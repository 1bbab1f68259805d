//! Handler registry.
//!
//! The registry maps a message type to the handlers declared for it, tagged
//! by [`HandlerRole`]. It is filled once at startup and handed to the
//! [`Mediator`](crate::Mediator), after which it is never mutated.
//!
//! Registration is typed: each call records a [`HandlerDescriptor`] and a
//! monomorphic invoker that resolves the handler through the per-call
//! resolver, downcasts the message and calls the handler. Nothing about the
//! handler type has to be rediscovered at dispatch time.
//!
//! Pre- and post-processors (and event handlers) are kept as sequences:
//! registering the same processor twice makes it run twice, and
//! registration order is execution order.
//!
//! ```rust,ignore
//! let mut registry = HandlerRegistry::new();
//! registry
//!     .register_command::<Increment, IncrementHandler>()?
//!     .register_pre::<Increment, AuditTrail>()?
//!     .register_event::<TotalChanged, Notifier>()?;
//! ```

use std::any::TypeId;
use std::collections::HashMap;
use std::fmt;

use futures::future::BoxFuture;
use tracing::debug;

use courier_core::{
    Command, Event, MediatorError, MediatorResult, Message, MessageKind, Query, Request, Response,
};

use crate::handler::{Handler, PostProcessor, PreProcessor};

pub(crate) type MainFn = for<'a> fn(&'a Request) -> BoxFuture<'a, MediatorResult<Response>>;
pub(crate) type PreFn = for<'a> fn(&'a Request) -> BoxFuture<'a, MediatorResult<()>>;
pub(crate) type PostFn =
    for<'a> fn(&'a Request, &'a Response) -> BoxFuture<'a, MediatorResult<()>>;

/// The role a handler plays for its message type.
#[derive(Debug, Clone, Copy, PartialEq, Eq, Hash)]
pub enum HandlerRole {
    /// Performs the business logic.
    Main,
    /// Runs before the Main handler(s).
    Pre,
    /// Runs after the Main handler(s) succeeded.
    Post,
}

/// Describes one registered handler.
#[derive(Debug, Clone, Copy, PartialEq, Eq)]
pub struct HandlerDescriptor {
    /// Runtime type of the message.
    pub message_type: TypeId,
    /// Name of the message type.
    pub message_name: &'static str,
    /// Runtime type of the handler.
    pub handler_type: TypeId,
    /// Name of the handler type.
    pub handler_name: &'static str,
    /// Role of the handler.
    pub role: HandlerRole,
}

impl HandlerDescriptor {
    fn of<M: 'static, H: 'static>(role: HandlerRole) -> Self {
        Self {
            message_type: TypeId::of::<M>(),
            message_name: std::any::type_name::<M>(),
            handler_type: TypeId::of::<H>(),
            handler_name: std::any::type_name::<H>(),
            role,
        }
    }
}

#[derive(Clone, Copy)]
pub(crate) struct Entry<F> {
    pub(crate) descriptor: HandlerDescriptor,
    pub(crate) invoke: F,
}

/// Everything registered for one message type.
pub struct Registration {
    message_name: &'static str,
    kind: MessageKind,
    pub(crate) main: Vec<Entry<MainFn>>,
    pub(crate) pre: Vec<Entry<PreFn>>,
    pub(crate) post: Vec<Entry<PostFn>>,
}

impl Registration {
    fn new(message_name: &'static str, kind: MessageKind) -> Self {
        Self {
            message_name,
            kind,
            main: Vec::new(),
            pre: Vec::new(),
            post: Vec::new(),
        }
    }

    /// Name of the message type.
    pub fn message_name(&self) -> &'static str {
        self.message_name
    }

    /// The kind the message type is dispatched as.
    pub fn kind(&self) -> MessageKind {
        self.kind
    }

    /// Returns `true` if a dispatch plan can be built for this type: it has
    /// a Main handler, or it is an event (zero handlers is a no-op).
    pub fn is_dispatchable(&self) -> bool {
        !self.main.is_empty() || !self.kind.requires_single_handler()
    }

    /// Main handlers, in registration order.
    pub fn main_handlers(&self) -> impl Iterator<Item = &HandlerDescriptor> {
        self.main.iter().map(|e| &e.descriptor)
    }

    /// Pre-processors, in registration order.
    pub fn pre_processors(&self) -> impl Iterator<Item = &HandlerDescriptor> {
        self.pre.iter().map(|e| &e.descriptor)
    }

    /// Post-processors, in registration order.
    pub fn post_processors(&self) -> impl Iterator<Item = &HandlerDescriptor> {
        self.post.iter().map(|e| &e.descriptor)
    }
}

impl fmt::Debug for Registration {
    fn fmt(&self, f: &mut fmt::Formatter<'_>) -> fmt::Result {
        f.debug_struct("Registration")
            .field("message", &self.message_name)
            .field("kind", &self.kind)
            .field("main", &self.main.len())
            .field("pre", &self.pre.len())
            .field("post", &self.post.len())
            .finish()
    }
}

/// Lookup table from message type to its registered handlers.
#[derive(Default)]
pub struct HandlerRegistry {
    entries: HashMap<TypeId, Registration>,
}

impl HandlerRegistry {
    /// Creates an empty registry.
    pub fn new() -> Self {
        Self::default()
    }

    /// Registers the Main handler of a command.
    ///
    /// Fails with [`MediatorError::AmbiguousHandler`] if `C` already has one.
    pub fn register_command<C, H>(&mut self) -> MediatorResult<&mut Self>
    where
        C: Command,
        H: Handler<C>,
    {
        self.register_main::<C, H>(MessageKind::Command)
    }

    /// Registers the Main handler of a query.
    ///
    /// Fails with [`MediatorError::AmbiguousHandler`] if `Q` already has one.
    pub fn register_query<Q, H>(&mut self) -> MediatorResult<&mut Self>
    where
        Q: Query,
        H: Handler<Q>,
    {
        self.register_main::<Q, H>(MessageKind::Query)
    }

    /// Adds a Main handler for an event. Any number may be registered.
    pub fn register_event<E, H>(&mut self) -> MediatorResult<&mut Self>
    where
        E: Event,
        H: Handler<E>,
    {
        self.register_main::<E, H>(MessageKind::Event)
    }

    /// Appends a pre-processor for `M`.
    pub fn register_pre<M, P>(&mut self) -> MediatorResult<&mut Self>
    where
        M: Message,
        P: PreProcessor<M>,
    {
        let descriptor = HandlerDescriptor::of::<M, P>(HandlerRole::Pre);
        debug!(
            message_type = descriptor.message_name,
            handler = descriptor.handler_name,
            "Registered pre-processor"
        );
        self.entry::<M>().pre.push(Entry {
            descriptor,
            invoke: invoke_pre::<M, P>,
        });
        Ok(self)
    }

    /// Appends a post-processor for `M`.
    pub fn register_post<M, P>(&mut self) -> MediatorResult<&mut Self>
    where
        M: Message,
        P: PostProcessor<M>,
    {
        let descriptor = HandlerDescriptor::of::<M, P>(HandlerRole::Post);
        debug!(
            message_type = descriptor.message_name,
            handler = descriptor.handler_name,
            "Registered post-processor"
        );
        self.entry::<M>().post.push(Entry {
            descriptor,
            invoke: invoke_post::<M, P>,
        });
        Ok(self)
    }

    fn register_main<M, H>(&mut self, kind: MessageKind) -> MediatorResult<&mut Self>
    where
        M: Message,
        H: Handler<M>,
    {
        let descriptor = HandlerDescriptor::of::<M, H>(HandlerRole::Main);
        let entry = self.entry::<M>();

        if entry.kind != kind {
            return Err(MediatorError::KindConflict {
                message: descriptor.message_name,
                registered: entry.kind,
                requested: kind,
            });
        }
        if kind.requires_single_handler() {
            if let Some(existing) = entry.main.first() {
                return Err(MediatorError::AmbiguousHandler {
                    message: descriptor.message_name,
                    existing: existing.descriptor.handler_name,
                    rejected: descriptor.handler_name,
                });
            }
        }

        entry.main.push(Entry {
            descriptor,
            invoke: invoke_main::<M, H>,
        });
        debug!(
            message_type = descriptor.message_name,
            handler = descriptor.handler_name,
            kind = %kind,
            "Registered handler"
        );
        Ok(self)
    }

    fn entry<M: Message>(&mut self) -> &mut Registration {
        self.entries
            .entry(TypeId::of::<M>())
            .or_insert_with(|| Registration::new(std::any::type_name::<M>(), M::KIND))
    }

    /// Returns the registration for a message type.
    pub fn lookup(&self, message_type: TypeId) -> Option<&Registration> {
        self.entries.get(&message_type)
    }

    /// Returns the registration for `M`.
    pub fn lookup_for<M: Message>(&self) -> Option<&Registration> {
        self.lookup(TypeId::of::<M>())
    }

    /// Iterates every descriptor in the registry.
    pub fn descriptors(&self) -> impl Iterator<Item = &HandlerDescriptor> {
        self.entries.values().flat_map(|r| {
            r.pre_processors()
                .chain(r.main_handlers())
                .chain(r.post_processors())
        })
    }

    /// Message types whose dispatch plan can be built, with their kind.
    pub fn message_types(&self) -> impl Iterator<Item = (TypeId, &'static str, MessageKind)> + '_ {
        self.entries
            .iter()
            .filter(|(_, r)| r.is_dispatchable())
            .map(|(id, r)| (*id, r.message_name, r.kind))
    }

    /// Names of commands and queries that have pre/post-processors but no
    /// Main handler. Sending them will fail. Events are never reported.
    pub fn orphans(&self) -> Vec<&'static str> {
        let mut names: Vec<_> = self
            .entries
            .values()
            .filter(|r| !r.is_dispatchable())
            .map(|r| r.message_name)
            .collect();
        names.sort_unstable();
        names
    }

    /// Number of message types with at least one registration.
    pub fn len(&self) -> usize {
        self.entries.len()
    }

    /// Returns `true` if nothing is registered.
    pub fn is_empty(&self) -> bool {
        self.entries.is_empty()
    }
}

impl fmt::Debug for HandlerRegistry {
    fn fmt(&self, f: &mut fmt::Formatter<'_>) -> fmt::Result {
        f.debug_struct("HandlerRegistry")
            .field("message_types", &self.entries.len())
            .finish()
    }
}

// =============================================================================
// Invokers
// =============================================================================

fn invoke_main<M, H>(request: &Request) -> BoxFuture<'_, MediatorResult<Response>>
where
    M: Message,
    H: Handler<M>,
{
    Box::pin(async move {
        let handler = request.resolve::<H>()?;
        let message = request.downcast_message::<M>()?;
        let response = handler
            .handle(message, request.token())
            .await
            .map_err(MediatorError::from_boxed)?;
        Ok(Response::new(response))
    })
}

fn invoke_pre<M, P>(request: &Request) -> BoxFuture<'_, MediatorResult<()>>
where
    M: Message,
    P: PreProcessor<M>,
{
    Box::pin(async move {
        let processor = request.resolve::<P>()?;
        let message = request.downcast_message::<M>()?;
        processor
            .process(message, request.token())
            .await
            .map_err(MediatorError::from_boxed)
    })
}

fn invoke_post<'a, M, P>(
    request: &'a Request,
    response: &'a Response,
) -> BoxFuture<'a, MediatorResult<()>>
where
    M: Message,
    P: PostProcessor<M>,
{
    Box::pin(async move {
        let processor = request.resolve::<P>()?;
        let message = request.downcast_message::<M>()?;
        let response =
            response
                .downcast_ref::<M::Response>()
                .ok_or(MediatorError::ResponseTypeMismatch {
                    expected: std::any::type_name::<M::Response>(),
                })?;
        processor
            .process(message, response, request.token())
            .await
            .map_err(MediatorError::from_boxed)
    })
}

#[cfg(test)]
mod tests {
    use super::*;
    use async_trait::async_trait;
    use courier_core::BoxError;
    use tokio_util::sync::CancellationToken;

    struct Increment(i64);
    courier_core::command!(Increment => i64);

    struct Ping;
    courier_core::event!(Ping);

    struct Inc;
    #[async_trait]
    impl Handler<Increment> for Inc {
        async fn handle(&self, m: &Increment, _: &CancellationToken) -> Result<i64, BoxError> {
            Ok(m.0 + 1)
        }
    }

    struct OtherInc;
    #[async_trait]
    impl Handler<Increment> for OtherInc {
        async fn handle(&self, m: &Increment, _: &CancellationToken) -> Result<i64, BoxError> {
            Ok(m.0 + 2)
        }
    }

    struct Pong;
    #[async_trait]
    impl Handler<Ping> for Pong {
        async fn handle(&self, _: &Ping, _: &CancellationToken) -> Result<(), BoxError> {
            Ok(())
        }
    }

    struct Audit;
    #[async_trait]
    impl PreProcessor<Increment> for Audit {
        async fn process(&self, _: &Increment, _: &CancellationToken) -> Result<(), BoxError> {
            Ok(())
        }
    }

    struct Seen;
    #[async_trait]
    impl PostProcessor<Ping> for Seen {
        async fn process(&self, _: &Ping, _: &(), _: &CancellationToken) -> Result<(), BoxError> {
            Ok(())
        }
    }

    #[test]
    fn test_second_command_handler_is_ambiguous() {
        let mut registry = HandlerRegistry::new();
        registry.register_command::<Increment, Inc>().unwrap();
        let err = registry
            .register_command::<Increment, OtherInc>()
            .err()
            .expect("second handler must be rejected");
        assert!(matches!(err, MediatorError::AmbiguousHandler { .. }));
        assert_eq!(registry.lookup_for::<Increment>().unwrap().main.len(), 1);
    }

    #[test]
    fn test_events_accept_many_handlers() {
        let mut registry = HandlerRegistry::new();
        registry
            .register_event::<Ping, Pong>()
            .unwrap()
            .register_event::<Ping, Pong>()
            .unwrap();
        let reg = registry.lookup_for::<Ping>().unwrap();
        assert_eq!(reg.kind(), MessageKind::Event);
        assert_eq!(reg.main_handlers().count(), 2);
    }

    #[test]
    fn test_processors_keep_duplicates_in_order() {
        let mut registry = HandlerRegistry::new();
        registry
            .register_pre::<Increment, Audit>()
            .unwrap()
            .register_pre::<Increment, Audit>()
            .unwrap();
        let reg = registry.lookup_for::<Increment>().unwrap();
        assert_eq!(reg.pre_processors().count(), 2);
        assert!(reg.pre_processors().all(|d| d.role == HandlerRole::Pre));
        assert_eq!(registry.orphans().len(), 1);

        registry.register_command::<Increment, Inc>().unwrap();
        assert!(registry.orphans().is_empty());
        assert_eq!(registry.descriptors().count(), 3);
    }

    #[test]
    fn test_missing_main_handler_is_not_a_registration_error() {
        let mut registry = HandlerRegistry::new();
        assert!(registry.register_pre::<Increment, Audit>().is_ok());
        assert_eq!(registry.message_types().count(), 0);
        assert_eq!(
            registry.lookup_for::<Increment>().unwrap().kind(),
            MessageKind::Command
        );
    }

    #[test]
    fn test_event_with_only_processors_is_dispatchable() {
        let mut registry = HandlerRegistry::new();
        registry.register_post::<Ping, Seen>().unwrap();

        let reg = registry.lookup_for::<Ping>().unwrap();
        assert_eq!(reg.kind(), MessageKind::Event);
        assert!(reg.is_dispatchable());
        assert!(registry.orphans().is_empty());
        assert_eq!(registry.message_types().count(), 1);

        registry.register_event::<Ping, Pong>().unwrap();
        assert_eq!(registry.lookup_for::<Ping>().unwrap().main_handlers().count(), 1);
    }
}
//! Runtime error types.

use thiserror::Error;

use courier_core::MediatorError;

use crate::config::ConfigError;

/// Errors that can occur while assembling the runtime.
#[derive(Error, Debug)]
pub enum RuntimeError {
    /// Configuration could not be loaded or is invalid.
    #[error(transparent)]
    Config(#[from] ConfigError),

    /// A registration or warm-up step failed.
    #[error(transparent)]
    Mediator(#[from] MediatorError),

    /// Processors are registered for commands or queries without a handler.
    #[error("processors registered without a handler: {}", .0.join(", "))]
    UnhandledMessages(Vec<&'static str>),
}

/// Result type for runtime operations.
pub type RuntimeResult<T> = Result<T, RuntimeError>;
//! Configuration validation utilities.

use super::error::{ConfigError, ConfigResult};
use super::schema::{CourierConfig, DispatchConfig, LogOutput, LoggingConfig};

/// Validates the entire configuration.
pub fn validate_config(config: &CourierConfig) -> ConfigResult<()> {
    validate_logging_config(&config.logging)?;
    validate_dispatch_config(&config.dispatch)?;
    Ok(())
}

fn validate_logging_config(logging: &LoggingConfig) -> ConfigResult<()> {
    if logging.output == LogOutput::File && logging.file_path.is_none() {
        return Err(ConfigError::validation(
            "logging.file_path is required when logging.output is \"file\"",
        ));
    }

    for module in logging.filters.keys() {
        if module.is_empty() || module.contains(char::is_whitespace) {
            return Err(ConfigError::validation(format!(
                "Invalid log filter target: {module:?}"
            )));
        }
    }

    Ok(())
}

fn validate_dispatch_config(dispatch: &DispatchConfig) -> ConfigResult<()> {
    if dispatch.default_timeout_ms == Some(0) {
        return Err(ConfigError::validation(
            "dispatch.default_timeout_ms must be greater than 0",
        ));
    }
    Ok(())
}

[TASK OBJECTIVE]
For each line above that contains the word "HandlerDescriptor", make a copy.

[RESULT FOR THIS TASK]
//! Registration is typed: each call records a [`HandlerDescriptor`] and a
pub struct HandlerDescriptor {
impl HandlerDescriptor {
    pub(crate) descriptor: HandlerDescriptor,
    pub fn main_handlers(&self) -> impl Iterator<Item = &HandlerDescriptor> {
    pub fn pre_processors(&self) -> impl Iterator<Item = &HandlerDescriptor> {
    pub fn post_processors(&self) -> impl Iterator<Item = &HandlerDescriptor> {
        let descriptor = HandlerDescriptor::of::<M, P>(HandlerRole::Pre);
        let descriptor = HandlerDescriptor::of::<M, P>(HandlerRole::Post);
        let descriptor = HandlerDescriptor::of::<M, H>(HandlerRole::Main);
    pub fn descriptors(&self) -> impl Iterator<Item = &HandlerDescriptor> {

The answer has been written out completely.